Thanks for this. I'll have to review the code, but you are right that .ix should no longer be used for indexing in Pandas (instead it should be .loc or .iloc). Also, installing fbprophet on Windows can be quite a challenge. Thanks for addressing both of these points!

WillKoehrsen commented 5 years ago

I think the best way for accessing the last row of a dataframe using .loc might be df.loc[df.index[-1], 'adj_close']. This seems a little more stable than df.loc[len(df) - 1, 'adj_close'] because the index might not be numeric. This was originally my error!

We could also use df.iloc[-1, :] although that doesn't get us the column by name. Another option is df.tail(1) and then subsetting to the column. (df.tail(1)['adj_close'])

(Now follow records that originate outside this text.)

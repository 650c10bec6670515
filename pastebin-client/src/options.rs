//! Options for creating pastes and listing recent ones

use std::fmt;
use std::str::FromStr;

/// Who can see a paste
#[derive(Debug, Clone, Copy, PartialEq, Eq, Hash, Default)]
pub enum Visibility {
    #[default]
    Public,
    Unlisted,
    /// Only visible to the owner; requires a user key
    Private,
}

impl Visibility {
    /// Value of the `api_paste_private` form field
    pub fn as_flag(self) -> u8 {
        match self {
            Visibility::Public => 0,
            Visibility::Unlisted => 1,
            Visibility::Private => 2,
        }
    }
}

impl TryFrom<u64> for Visibility {
    type Error = u64;

    fn try_from(flag: u64) -> Result<Self, Self::Error> {
        match flag {
            0 => Ok(Visibility::Public),
            1 => Ok(Visibility::Unlisted),
            2 => Ok(Visibility::Private),
            other => Err(other),
        }
    }
}

/// How long a new paste lives
#[derive(Debug, Clone, Copy, PartialEq, Eq, Hash)]
pub enum Expiration {
    Never,
    TenMinutes,
    OneHour,
    OneDay,
    OneWeek,
    TwoWeeks,
    OneMonth,
    SixMonths,
    OneYear,
}

impl Expiration {
    /// Code sent as `api_paste_expire_date`
    pub fn as_str(self) -> &'static str {
        match self {
            Expiration::Never => "N",
            Expiration::TenMinutes => "10M",
            Expiration::OneHour => "1H",
            Expiration::OneDay => "1D",
            Expiration::OneWeek => "1W",
            Expiration::TwoWeeks => "2W",
            Expiration::OneMonth => "1M",
            Expiration::SixMonths => "6M",
            Expiration::OneYear => "1Y",
        }
    }
}

impl fmt::Display for Expiration {
    fn fmt(&self, f: &mut fmt::Formatter<'_>) -> fmt::Result {
        f.write_str(self.as_str())
    }
}

impl FromStr for Expiration {
    type Err = String;

    fn from_str(s: &str) -> Result<Self, Self::Err> {
        match s {
            "N" => Ok(Expiration::Never),
            "10M" => Ok(Expiration::TenMinutes),
            "1H" => Ok(Expiration::OneHour),
            "1D" => Ok(Expiration::OneDay),
            "1W" => Ok(Expiration::OneWeek),
            "2W" => Ok(Expiration::TwoWeeks),
            "1M" => Ok(Expiration::OneMonth),
            "6M" => Ok(Expiration::SixMonths),
            "1Y" => Ok(Expiration::OneYear),
            other => Err(format!("unknown expiration code: {other}")),
        }
    }
}

/// A paste to be created
///
/// Only `code` is required. Unset optional fields are left out of the request
/// so the service applies its own (or the account's) defaults.
///
/// # Example
///
/// ```
/// use pastebin_client::{Expiration, NewPaste, Visibility};
///
/// let paste = NewPaste::new("fn main() {}")
///     .with_name("hello.rs")
///     .with_format("rust")
///     .with_visibility(Visibility::Unlisted)
///     .with_expiration(Expiration::OneDay);
/// assert_eq!(paste.code, "fn main() {}");
/// ```
#[derive(Debug, Clone, PartialEq, Eq, Default)]
pub struct NewPaste {
    pub code: String,
    pub name: Option<String>,
    /// Syntax highlighting format, e.g. `rust` or `python`
    pub format: Option<String>,
    pub visibility: Visibility,
    pub expiration: Option<Expiration>,
}

impl NewPaste {
    pub fn new(code: impl Into<String>) -> Self {
        Self {
            code: code.into(),
            ..Self::default()
        }
    }

    pub fn with_name(mut self, name: impl Into<String>) -> Self {
        self.name = Some(name.into());
        self
    }

    pub fn with_format(mut self, format: impl Into<String>) -> Self {
        self.format = Some(format.into());
        self
    }

    pub fn with_visibility(mut self, visibility: Visibility) -> Self {
        self.visibility = visibility;
        self
    }

    pub fn with_expiration(mut self, expiration: Expiration) -> Self {
        self.expiration = Some(expiration);
        self
    }
}

/// Default number of results for listing calls
pub const DEFAULT_LIMIT: u32 = 50;

/// Parameters for the recent pastes scraping call
#[derive(Debug, Clone, PartialEq, Eq)]
pub struct RecentPastes {
    /// Maximum number of pastes returned
    pub limit: u32,
    /// Only return pastes in this syntax; `None` means any
    pub lang: Option<String>,
}

impl RecentPastes {
    pub fn new() -> Self {
        Self {
            limit: DEFAULT_LIMIT,
            lang: None,
        }
    }

    pub fn limit(mut self, limit: u32) -> Self {
        self.limit = limit;
        self
    }

    pub fn lang(mut self, lang: impl Into<String>) -> Self {
        self.lang = Some(lang.into());
        self
    }
}

impl Default for RecentPastes {
    fn default() -> Self {
        Self::new()
    }
}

QSCTech-Sange commented 5 years ago

I totally agree with the .loc part, so I changed them to df.loc[len(df) - 1, 'adj_close'] as you mentioned. And I find some other usages of Pandas and Matplotlib are deprecated. First it occurs that

"FutureWarning: Comparing Series of datetimes with 'datetime.date'. Currently, the 'datetime.date' is coerced to a datetime. In the future pandas will not coerce, and a TypeError will be raised. To retain the current behavior, convert the 'datetime.date' to a datetime with 'pd.Timestamp'."

And I remove the .date() to solve it.

Also, It happens that

"MatplotlibDeprecationWarning: examples.directory is deprecated; in the future, examples will be found relative to the 'datapath' directory."found relative to the 'datapath' directory.".format(key))"

So I replace the matplotlib.rcParams.update(matplotlib.rcParamsDefault) to matplotlib.rcdefaults() to avoid it. That's the changes in this Pull Request.

QSCTech-Sange commented 5 years ago

Some of the .date() are not removed completely. I removed them. And also, I encounter a problem that when i use evaluate_prediction

RuntimeWarning: invalid value encountered in sign test['correct'] = (np.sign(test['pred_diff']) == np.sign(test['real_diff'])) * 1

I find out that it happens due to the first row is nan, so i change it to test['correct'] = (np.sign(test['pred_diff'][1:]) == np.sign(test['real_diff'][1:])) * 1

It seems you are busy. Good luck!